7. The real-time optimization method for vehicle-to-network interaction based on a single network architecture as described in claim 2, characterized in that, All the parameters to be optimized in the current network mentioned in step (9) include: quantile mapping function Г( ) Weights and biases, overall optimal action network function μ( ) Weights and biases, state value function V( ) Weights and biases, positive definite precision matrix functions P( ) The weights and biases.
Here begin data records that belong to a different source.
//! SNS subscription confirmation.
//!
//! SNS will not deliver notifications to an endpoint until the endpoint
//! fetches the `SubscribeURL` from the handshake message. The fetch is a
//! plain GET with no retry; a transport failure fails the webhook call and
//! SNS re-sends the handshake.

use std::{sync::Arc, time::Duration};

use async_trait::async_trait;
use mailhook_core::{MailhookError, Result};
use tokio::sync::Mutex;
use tracing::{info_span, Instrument};

/// Settings for the confirmation client.
#[derive(Debug, Clone, PartialEq, Eq)]
pub struct ConfirmerConfig {
    /// Request timeout. `None` leaves the GET bounded only by the caller.
    pub timeout: Option<Duration>,
    /// User agent sent with the GET.
    pub user_agent: String,
}

impl Default for ConfirmerConfig {
    fn default() -> Self {
        Self { timeout: None, user_agent: "Mailhook-SNS-Confirmer/1.0".to_string() }
    }
}

/// Response to a confirmation GET.
#[derive(Debug, Clone, Copy, PartialEq, Eq)]
pub struct ConfirmationOutcome {
    /// HTTP status returned by SNS.
    pub status: u16,
}

impl ConfirmationOutcome {
    /// Whether SNS accepted the confirmation.
    pub fn is_success(&self) -> bool {
        (200..300).contains(&self.status)
    }
}

/// Performs the SNS subscription handshake.
#[async_trait]
pub trait SubscriptionConfirmer: Send + Sync + 'static {
    /// Fetches `url` to confirm the subscription.
    ///
    /// # Errors
    ///
    /// Returns `SubscriptionConfirmation` on transport failure. Any HTTP
    /// status, success or not, is an `Ok` outcome.
    async fn confirm(&self, url: &str) -> Result<ConfirmationOutcome>;
}

/// Confirmer issuing the GET with reqwest.
#[derive(Debug, Clone)]
pub struct HttpSubscriptionConfirmer {
    client: reqwest::Client,
}

impl HttpSubscriptionConfirmer {
    /// Builds a confirmer from `config`.
    ///
    /// # Errors
    ///
    /// Returns `SubscriptionConfirmation` if the HTTP client cannot be built.
    pub fn new(config: &ConfirmerConfig) -> Result<Self> {
        let mut builder = reqwest::Client::builder().user_agent(&config.user_agent);
        if let Some(timeout) = config.timeout {
            builder = builder.timeout(timeout);
        }
        let client = builder.build().map_err(|e| {
            MailhookError::confirmation(format!("failed to build HTTP client: {e}"))
        })?;

        Ok(Self { client })
    }

    /// Builds a confirmer with default settings.
    pub fn with_defaults() -> Result<Self> {
        Self::new(&ConfirmerConfig::default())
    }
}

#[async_trait]
impl SubscriptionConfirmer for HttpSubscriptionConfirmer {
    async fn confirm(&self, url: &str) -> Result<ConfirmationOutcome> {
        let span = info_span!("sns_subscription_confirm", url = %redact_query(url));

        async move {
            tracing::debug!("Confirming SNS subscription");

            let response = self.client.get(url).send().await.map_err(|e| {
                tracing::warn!(error = %e, "SNS subscription confirmation request failed");
                MailhookError::confirmation(e.to_string())
            })?;

            let outcome = ConfirmationOutcome { status: response.status().as_u16() };
            if outcome.is_success() {
                tracing::info!(status = outcome.status, "SNS subscription confirmed");
            } else {
                tracing::warn!(status = outcome.status, "SNS subscription confirmation rejected");
            }
            Ok(outcome)
        }
        .instrument(span)
        .await
    }
}

/// Confirmer that records URLs instead of fetching them.
#[derive(Debug, Clone)]
pub struct RecordingConfirmer {
    urls: Arc<Mutex<Vec<String>>>,
    status: u16,
    fail_with: Option<String>,
}

impl RecordingConfirmer {
    /// Creates a confirmer answering every call with 200.
    pub fn new() -> Self {
        Self::with_status(200)
    }

    /// Creates a confirmer answering every call with `status`.
    pub fn with_status(status: u16) -> Self {
        Self { urls: Arc::new(Mutex::new(Vec::new())), status, fail_with: None }
    }

    /// Creates a confirmer whose calls fail in transport.
    pub fn failing(message: impl Into<String>) -> Self {
        Self { fail_with: Some(message.into()), ..Self::new() }
    }

    /// URLs confirmed so far, in call order.
    pub async fn confirmed_urls(&self) -> Vec<String> {
        self.urls.lock().await.clone()
    }
}

impl Default for RecordingConfirmer {
    fn default() -> Self {
        Self::new()
    }
}

#[async_trait]
impl SubscriptionConfirmer for RecordingConfirmer {
    async fn confirm(&self, url: &str) -> Result<ConfirmationOutcome> {
        self.urls.lock().await.push(url.to_string());
        match &self.fail_with {
            Some(message) => Err(MailhookError::confirmation(message.clone())),
            None => Ok(ConfirmationOutcome { status: self.status }),
        }
    }
}

/// Strips the query string, which carries the subscription token.
fn redact_query(url: &str) -> &str {
    url.split_once('?').map_or(url, |(base, _)| base)
}
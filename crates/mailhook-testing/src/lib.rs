//! Test infrastructure for mailhook.
//!
//! Provides provider payload fixtures, a mock SNS endpoint, and
//! [`TestEnv`], which wires a [`WebhookEventService`] to in-memory stores and
//! a frozen clock.

pub mod fixtures;
pub mod http;

use std::sync::Arc;

use bytes::Bytes;
use chrono::{DateTime, TimeZone, Utc};
use mailhook_core::{IntegrationId, ProviderKind, Result, TestClock, WorkspaceId};
use mailhook_ingest::{
    storage::mock::{MockEventStore, MockMessageHistoryStore, MockWorkspaceDirectory},
    HttpSubscriptionConfirmer, ProcessingSummary, RecordingConfirmer, SubscriptionConfirmer,
    WebhookEventService,
};
use mailhook_providers::Normalizers;
use tracing_subscriber::EnvFilter;

/// Workspace every `TestEnv` registers.
pub const TEST_WORKSPACE: &str = "ws-test";

/// Installs a test-writer subscriber once per process.
pub fn init_test_tracing() {
    let _ = tracing_subscriber::fmt()
        .with_env_filter(
            EnvFilter::try_from_default_env()
                .unwrap_or_else(|_| EnvFilter::new("warn,mailhook=debug")),
        )
        .with_test_writer()
        .try_init();
}

/// Ingestion time the test clock starts at.
pub fn test_start_time() -> DateTime<Utc> {
    Utc.with_ymd_and_hms(2024, 5, 2, 9, 30, 0).single().unwrap_or(DateTime::<Utc>::MIN_UTC)
}

/// Service wired to in-memory boundaries.
pub struct TestEnv {
    pub service: WebhookEventService,
    pub directory: MockWorkspaceDirectory,
    pub event_store: MockEventStore,
    pub history_store: MockMessageHistoryStore,
    pub confirmer: RecordingConfirmer,
    pub clock: TestClock,
}

impl TestEnv {
    /// Creates an environment whose SNS handshakes are recorded, not sent.
    pub async fn new() -> Self {
        let confirmer = RecordingConfirmer::new();
        Self::build(confirmer.clone(), Arc::new(confirmer)).await
    }

    /// Creates an environment whose confirmer fails every handshake.
    pub async fn with_failing_confirmer(message: &str) -> Self {
        let confirmer = RecordingConfirmer::failing(message);
        Self::build(confirmer.clone(), Arc::new(confirmer)).await
    }

    /// Creates an environment sending real handshake GETs.
    pub async fn with_http_confirmer() -> Self {
        let confirmer = match HttpSubscriptionConfirmer::with_defaults() {
            Ok(confirmer) => confirmer,
            Err(e) => panic!("failed to build HTTP confirmer: {e}"),
        };
        Self::build(RecordingConfirmer::new(), Arc::new(confirmer)).await
    }

    async fn build(
        recording: RecordingConfirmer,
        confirmer: Arc<dyn SubscriptionConfirmer>,
    ) -> Self {
        init_test_tracing();

        let directory = MockWorkspaceDirectory::new();
        directory.add_workspace(Self::workspace()).await;
        let event_store = MockEventStore::new();
        let history_store = MockMessageHistoryStore::new();
        let clock = TestClock::with_start_time(test_start_time());

        let service = WebhookEventService::new(
            Arc::new(directory.clone()),
            Arc::new(event_store.clone()),
            Arc::new(history_store.clone()),
            confirmer,
        )
        .with_normalizers(Normalizers::new(Arc::new(clock.clone())));

        Self { service, directory, event_store, history_store, confirmer: recording, clock }
    }

    /// Disables the SNS handshake on the wired service.
    pub fn without_confirmation(mut self) -> Self {
        self.service = self.service.with_confirm_subscriptions(false);
        self
    }

    /// The workspace registered in the directory.
    pub fn workspace() -> WorkspaceId {
        WorkspaceId::from(TEST_WORKSPACE)
    }

    /// Registers an integration for `provider` and returns its id.
    pub async fn add_integration(&self, provider: ProviderKind) -> IntegrationId {
        let integration_id = IntegrationId::from(format!("{provider}-integration"));
        self.directory
            .add_integration(Self::workspace(), integration_id.clone(), provider)
            .await;
        integration_id
    }

    /// Processes a fixture on an integration of the test workspace.
    pub async fn process(
        &self,
        integration_id: &IntegrationId,
        payload: &serde_json::Value,
    ) -> Result<ProcessingSummary> {
        self.process_bytes(integration_id, fixtures::to_bytes(payload)).await
    }

    /// Processes raw bytes on an integration of the test workspace.
    pub async fn process_bytes(
        &self,
        integration_id: &IntegrationId,
        payload: Bytes,
    ) -> Result<ProcessingSummary> {
        self.service.process_webhook(&Self::workspace(), integration_id, payload).await
    }
}
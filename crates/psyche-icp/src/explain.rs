//! Explainability block construction.
//!
//! A presentation aid, not a statistical derivation: selects the top
//! two and bottom two axes with threshold-picked interpretation
//! sentences, and surfaces up to four item responses from the top two
//! axes only. Fully deterministic.

use serde::{Deserialize, Serialize};

use psyche_core::{Axis, AxisScores, QuestionCatalog};

use crate::likert::NormalizedAnswers;

/// Number of evidence items surfaced at most
pub const MAX_EVIDENCE: usize = 4;

/// An axis with its score and interpretation sentence.
#[derive(Debug, Clone, PartialEq, Eq, Serialize, Deserialize)]
pub struct AxisHighlight {
    pub axis: Axis,
    pub score: u8,
    pub interpretation: String,
}

/// One item response that influenced a top axis.
#[derive(Debug, Clone, PartialEq, Eq, Serialize, Deserialize)]
pub struct Evidence {
    pub question_id: String,
    pub axis: Axis,
    pub value: u8,
    pub reverse_scored: bool,
    pub reason: String,
}

/// The full explainability block attached to a scoring result.
#[derive(Debug, Clone, PartialEq, Eq, Serialize, Deserialize)]
pub struct Explainability {
    pub top_axes: Vec<AxisHighlight>,
    pub low_axes: Vec<AxisHighlight>,
    pub evidence: Vec<Evidence>,
    pub note: String,
}

fn interpretation_for(axis: Axis, score: u8) -> &'static str {
    if score >= 60 {
        axis.high_interpretation()
    } else if score <= 40 {
        axis.low_interpretation()
    } else {
        axis.mid_interpretation()
    }
}

fn highlight(axis: Axis, score: u8) -> AxisHighlight {
    AxisHighlight {
        axis,
        score,
        interpretation: interpretation_for(axis, score).to_string(),
    }
}

fn evidence_reason(axis: Axis, value: u8, reverse_scored: bool) -> String {
    if reverse_scored {
        format!(
            "Reverse-worded {} item answered {}, reinforcing the axis after inversion",
            axis.name(),
            value
        )
    } else {
        format!(
            "{} item answered {}, one of the strongest signals for this axis",
            axis.name(),
            value
        )
    }
}

/// Build the explainability block from final axis scores and the
/// normalized answers.
pub fn build(
    catalog: &QuestionCatalog,
    scores: &AxisScores,
    answers: &NormalizedAnswers,
) -> Explainability {
    // Stable sort keeps Axis declaration order on score ties
    let mut ranked = scores.to_pairs();
    ranked.sort_by(|a, b| b.1.cmp(&a.1));

    let top_axes: Vec<AxisHighlight> =
        ranked[..2].iter().map(|&(axis, score)| highlight(axis, score)).collect();

    // Bottom two, lowest first
    let low_axes: Vec<AxisHighlight> = ranked[2..]
        .iter()
        .rev()
        .map(|&(axis, score)| highlight(axis, score))
        .collect();

    let top_pair = [top_axes[0].axis, top_axes[1].axis];

    let mut candidates: Vec<Evidence> = catalog
        .iter()
        .filter(|q| top_pair.contains(&q.axis))
        .map(|q| {
            let value = answers.get(&q.id);
            Evidence {
                question_id: q.id.clone(),
                axis: q.axis,
                value,
                reverse_scored: q.reverse_scored,
                reason: evidence_reason(q.axis, value, q.reverse_scored),
            }
        })
        .collect();

    // Raw answer value descending, question id as the deterministic tie-break
    candidates.sort_by(|a, b| {
        b.value
            .cmp(&a.value)
            .then_with(|| a.question_id.cmp(&b.question_id))
    });
    candidates.truncate(MAX_EVIDENCE);

    Explainability {
        top_axes,
        low_axes,
        evidence: candidates,
        note: "Highlights reflect the strongest questionnaire signals, not a clinical assessment."
            .to_string(),
    }
}

#[cfg(test)]
mod tests {
    use super::*;
    use crate::axes::aggregate;
    use crate::likert::normalize;
    use psyche_core::{AnswerSet, AnswerValue, DEFAULT_CATALOG};

    fn scored(set: &AnswerSet) -> Explainability {
        let normalized = normalize(&DEFAULT_CATALOG, set);
        let scores = aggregate(&DEFAULT_CATALOG, &normalized);
        build(&DEFAULT_CATALOG, &scores, &normalized)
    }

    fn answers(entries: &[(&str, i64)]) -> AnswerSet {
        entries
            .iter()
            .map(|&(id, v)| (id.to_string(), AnswerValue::Integer(v)))
            .collect()
    }

    #[test]
    fn test_top_and_low_axes_selected() {
        let explain = scored(&answers(&[
            ("ag_01", 5),
            ("ag_02", 5),
            ("wa_01", 4),
            ("bo_01", 2),
            ("re_01", 1),
            ("re_02", 1),
        ]));

        assert_eq!(explain.top_axes.len(), 2);
        assert_eq!(explain.low_axes.len(), 2);
        assert_eq!(explain.top_axes[0].axis, Axis::Agency);
        assert_eq!(explain.low_axes[0].axis, Axis::Resilience);
    }

    #[test]
    fn test_evidence_only_from_top_axes() {
        let explain = scored(&answers(&[
            ("ag_01", 5),
            ("wa_01", 5),
            ("bo_01", 5),
            ("re_01", 1),
        ]));

        let top_pair = [explain.top_axes[0].axis, explain.top_axes[1].axis];
        assert!(explain.evidence.len() <= MAX_EVIDENCE);
        assert!(!explain.evidence.is_empty());
        for e in &explain.evidence {
            assert!(top_pair.contains(&e.axis));
        }
    }

    #[test]
    fn test_evidence_sorted_by_raw_value() {
        let explain = scored(&answers(&[
            ("ag_01", 5),
            ("ag_02", 4),
            ("ag_03", 5),
            ("wa_01", 4),
        ]));

        let values: Vec<u8> = explain.evidence.iter().map(|e| e.value).collect();
        let mut sorted = values.clone();
        sorted.sort_by(|a, b| b.cmp(a));
        assert_eq!(values, sorted);
        assert_eq!(explain.evidence[0].value, 5);
    }

    #[test]
    fn test_threshold_interpretations() {
        let explain = scored(&answers(&[
            ("ag_01", 5),
            ("ag_02", 5),
            ("ag_03", 5),
            ("ag_05", 5),
        ]));

        // Agency pushed to >= 60 picks the high sentence
        assert_eq!(explain.top_axes[0].axis, Axis::Agency);
        assert_eq!(
            explain.top_axes[0].interpretation,
            Axis::Agency.high_interpretation()
        );
        // Untouched axes sit at 50, the mid band
        assert_eq!(
            explain.top_axes[1].interpretation,
            explain.top_axes[1].axis.mid_interpretation()
        );
    }

    #[test]
    fn test_deterministic_on_full_tie() {
        // All axes at 50: declaration order decides top/low membership
        let a = scored(&AnswerSet::new());
        let b = scored(&AnswerSet::new());
        assert_eq!(a, b);
        assert_eq!(a.top_axes[0].axis, Axis::Agency);
        assert_eq!(a.top_axes[1].axis, Axis::Warmth);
        assert_eq!(a.low_axes[0].axis, Axis::Resilience);
    }
}
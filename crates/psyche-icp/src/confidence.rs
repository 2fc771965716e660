//! Confidence estimation.
//!
//! Four independent sub-scores, each 0..=100, combined with fixed
//! weights:
//!
//! | Sub-score    | Weight | Source                                    |
//! |--------------|--------|-------------------------------------------|
//! | completeness | 0.40   | share of catalog items actually answered  |
//! | consistency  | 0.35   | paired direct/reverse item agreement      |
//! | pace         | 0.15   | elapsed completion time, when supplied    |
//! | separation   | 0.10   | rank-1/rank-2 octant similarity gap       |

use serde::{Deserialize, Serialize};

use psyche_core::{ConfidenceLevel, ConsistencyPair, Expectation};

use crate::likert::NormalizedAnswers;

pub const W_COMPLETENESS: f64 = 0.40;
pub const W_CONSISTENCY: f64 = 0.35;
pub const W_PACE: f64 = 0.15;
pub const W_SEPARATION: f64 = 0.10;

/// Consistency sub-score when no pairs are configured
pub const CONSISTENCY_DEFAULT: u8 = 60;
/// Pace sub-score when completion time is not supplied
pub const PACE_DEFAULT: u8 = 70;

/// Confidence value with its sub-scores, kept for transparency.
#[derive(Debug, Clone, Copy, Serialize, Deserialize)]
pub struct ConfidenceBreakdown {
    pub completeness: u8,
    pub consistency: u8,
    pub pace: u8,
    pub separation: u8,
    /// Weighted combination, 0..=100
    pub value: u8,
    pub level: ConfidenceLevel,
}

fn completeness_score(answers: &NormalizedAnswers) -> u8 {
    let total = answers.total_questions().max(1);
    let missing_share = 100.0 * answers.missing_count() as f64 / total as f64;
    100u8.saturating_sub(missing_share.round() as u8)
}

/// Hit rate over the configured item pairs. Opposite pairs expect the
/// answers to diverge by at least 2 on the 1..=5 scale; Agree pairs
/// expect them within 1.
fn consistency_score(answers: &NormalizedAnswers, pairs: &[ConsistencyPair]) -> u8 {
    if pairs.is_empty() {
        return CONSISTENCY_DEFAULT;
    }

    let hits = pairs
        .iter()
        .filter(|pair| {
            let a = answers.get(&pair.direct_id) as i16;
            let b = answers.get(&pair.paired_id) as i16;
            let diff = (a - b).abs();
            match pair.expectation {
                Expectation::Opposite => diff >= 2,
                Expectation::Agree => diff <= 1,
            }
        })
        .count();

    ((100.0 * hits as f64) / pairs.len() as f64).round() as u8
}

/// Under ~40s is too fast to be meaningful; over 75s suggests real
/// deliberation.
fn pace_score(completion_seconds: Option<f64>) -> u8 {
    match completion_seconds {
        None => PACE_DEFAULT,
        Some(s) if s < 40.0 => 20,
        Some(s) if s <= 75.0 => 50,
        Some(_) => 90,
    }
}

fn separation_score(gap: f64) -> u8 {
    (gap * 200.0).clamp(0.0, 100.0).round() as u8
}

/// Combine the four sub-scores into one confidence value and level.
pub fn estimate(
    answers: &NormalizedAnswers,
    pairs: &[ConsistencyPair],
    completion_seconds: Option<f64>,
    separation_gap: f64,
) -> ConfidenceBreakdown {
    let completeness = completeness_score(answers);
    let consistency = consistency_score(answers, pairs);
    let pace = pace_score(completion_seconds);
    let separation = separation_score(separation_gap);

    let value = (W_COMPLETENESS * completeness as f64
        + W_CONSISTENCY * consistency as f64
        + W_PACE * pace as f64
        + W_SEPARATION * separation as f64)
        .round() as u8;

    ConfidenceBreakdown {
        completeness,
        consistency,
        pace,
        separation,
        value,
        level: ConfidenceLevel::from_score(value),
    }
}
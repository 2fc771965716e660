//! Axis aggregation.
//!
//! Averages every item belonging to an axis, applying the reverse
//! transform `6 - v` where flagged, then rescales the 1..=5 mean onto
//! 0..=100 via `round(((mean - 1) / 4) * 100)`. Axes are independent;
//! one axis's item count never affects another's scale.

use psyche_core::{Axis, AxisScores, QuestionCatalog};

use crate::likert::NormalizedAnswers;

/// Aggregate one axis to a 0..=100 integer score.
/// The catalog guarantees at least one item per axis.
fn aggregate_axis(catalog: &QuestionCatalog, answers: &NormalizedAnswers, axis: Axis) -> u8 {
    let mut sum = 0u32;
    let mut count = 0u32;

    for question in catalog.items_for_axis(axis) {
        let value = answers.get(&question.id);
        let value = if question.reverse_scored { 6 - value } else { value };
        sum += value as u32;
        count += 1;
    }

    debug_assert!(count > 0, "catalog validation guarantees items per axis");

    let mean = sum as f64 / count as f64;
    (((mean - 1.0) / 4.0) * 100.0).round() as u8
}

/// Aggregate all four axes.
pub fn aggregate(catalog: &QuestionCatalog, answers: &NormalizedAnswers) -> AxisScores {
    AxisScores::new(
        aggregate_axis(catalog, answers, Axis::Agency),
        aggregate_axis(catalog, answers, Axis::Warmth),
        aggregate_axis(catalog, answers, Axis::Boundary),
        aggregate_axis(catalog, answers, Axis::Resilience),
    )
}
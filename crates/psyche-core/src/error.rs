//! Error types for the psyche engine.
//!
//! Scoring itself never fails: invalid or missing answer values are
//! defaulted and counted, and catalog lookups fall back to declared
//! defaults. Errors exist only at the static-data boundary, where
//! reference catalogs are constructed and validated at process start.

use thiserror::Error;

#[derive(Error, Debug)]
pub enum Error {
    #[error("duplicate question id in catalog: {0}")]
    DuplicateQuestion(String),

    #[error("question catalog is empty")]
    EmptyCatalog,

    #[error("axis '{0}' has no items in the catalog")]
    EmptyAxis(&'static str),

    #[error("invalid type code {0:?}: expected exactly 4 alphanumeric characters")]
    InvalidTypeCode(String),

    #[error("consistency pair references unknown question id: {0}")]
    UnknownPairItem(String),

    #[error("serialization error: {0}")]
    Serialization(String),
}

pub type Result<T> = std::result::Result<T, Error>;

impl From<serde_json::Error> for Error {
    fn from(e: serde_json::Error) -> Self {
        Error::Serialization(e.to_string())
    }
}
//! # Psyche-ICP
//!
//! Interpersonal Circumplex Profile engine: turns a respondent's raw
//! questionnaire answers into continuous axis scores, a discrete octant
//! archetype with confidence, and a human-readable explanation block.
//!
//! ## Pipeline
//!
//! 1. **Likert normalization**: strict 1..=5 validation, neutral
//!    defaulting, missing-answer accounting
//! 2. **Axis aggregation**: reverse-scoring, per-axis averaging,
//!    rescale to 0..=100
//! 3. **Octant classification**: Gaussian similarity against eight
//!    circumplex anchors, rule-based tie-breaking near boundaries
//! 4. **Confidence estimation**: completeness, consistency, pacing,
//!    and geometric separation, combined with fixed weights
//! 5. **Explainability**: top/low axes with interpretation sentences
//!    and the item responses that most influenced the result
//!
//! Every step is a pure, synchronous function over its inputs and the
//! frozen reference catalogs; identical inputs always produce an
//! identical [`scorer::IcpResult`].

pub mod axes;
pub mod confidence;
pub mod explain;
pub mod likert;
pub mod octant;
pub mod scorer;

pub use axes::*;
pub use confidence::*;
pub use explain::*;
pub use likert::*;
pub use octant::*;
pub use scorer::*;
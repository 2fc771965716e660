//! # Psyche-Persona
//!
//! The second scoring instrument and the cross-instrument combination
//! layer:
//!
//! - **Dimension scoring**: five target dimensions built from signed
//!   per-item contribution rules, z-score normalized and ranked with a
//!   declared priority order, mapped onto three clusters
//! - **Profile combination**: crosses the dominant persona axis with
//!   the dimension cluster to select one of twelve canonical profiles
//! - **Hybrid resolution**: an ordered rule table blending the octant
//!   archetype with a 4-character type code, guarded by a confidence
//!   floor and an explicit low-confidence fallback archetype
//!
//! Like the ICP engine, everything here is pure and stateless over
//! frozen reference tables.

pub mod dimensions;
pub mod hybrid;
pub mod profile;

pub use dimensions::*;
pub use hybrid::*;
pub use profile::*;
8. A real-time optimization system for vehicle-to-network interaction based on a single-network architecture, used to implement the real-time optimization method for vehicle-to-network interaction based on a single-network architecture as described in any one of claims 1 to 7, characterized in that, It includes a data storage module, an intelligent decision-making module, a historical experience training module, an execution interaction module, and a communication module; The data storage module is used to store data on renewable energy power generation, charging station power load, charging price, discharge revenue, user travel demand, electric vehicle charge status and battery health status sent by various terminals, and transmit them to the corresponding modules. The intelligent decision-making module is used to execute all the steps in claim 2, receive and process various types of data and generate energy interaction suggestions, and complete the update and iteration of the network function; The historical experience training module is used to execute all the steps in claim 3, complete model training and incremental training, and feed back the updated network function to the intelligent decision module. The execution interaction module is used to display energy interaction suggestions to electric vehicle users, receive user confirmation commands, and switch the working mode of the charging pile between normal charging mode and vehicle-to-grid (V2G) mode. The communication module is used to enable information exchange between various modules, including a wireless communication submodule and a wired communication submodule; The wireless communication submodule is used for communication between the data storage module and various terminals, as well as for information exchange between the intelligent decision-making module and the execution interaction module. The wired communication submodule is used to enable communication between the data storage module, the intelligent decision-making module, and the historical experience training module.

9. A vehicle-to-network interaction real-time optimization device based on a single network architecture, characterized in that, The device includes a memory and a processor, wherein the memory stores a computer program, and the processor executes the computer program to implement the vehicle-to-network interaction real-time optimization method based on a single network architecture as described in any one of claims 1 to 7.